● WHAT YOU ARE ASKED TO DO: Every line below that has the word "ChartError" counts once; report how many lines that makes, with no other words.

START PROVIDED DATA

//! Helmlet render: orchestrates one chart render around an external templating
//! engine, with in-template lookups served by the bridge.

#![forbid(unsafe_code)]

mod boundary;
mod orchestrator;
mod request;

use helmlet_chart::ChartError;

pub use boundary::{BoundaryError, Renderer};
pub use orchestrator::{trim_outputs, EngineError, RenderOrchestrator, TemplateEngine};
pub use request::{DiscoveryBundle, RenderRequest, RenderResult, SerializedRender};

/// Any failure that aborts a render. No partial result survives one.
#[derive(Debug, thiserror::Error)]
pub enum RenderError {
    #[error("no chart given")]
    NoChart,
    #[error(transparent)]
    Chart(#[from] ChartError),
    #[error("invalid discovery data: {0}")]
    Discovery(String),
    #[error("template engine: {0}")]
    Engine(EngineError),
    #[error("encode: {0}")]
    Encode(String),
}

END PROVIDED DATA

● WRITTEN REPLY: 2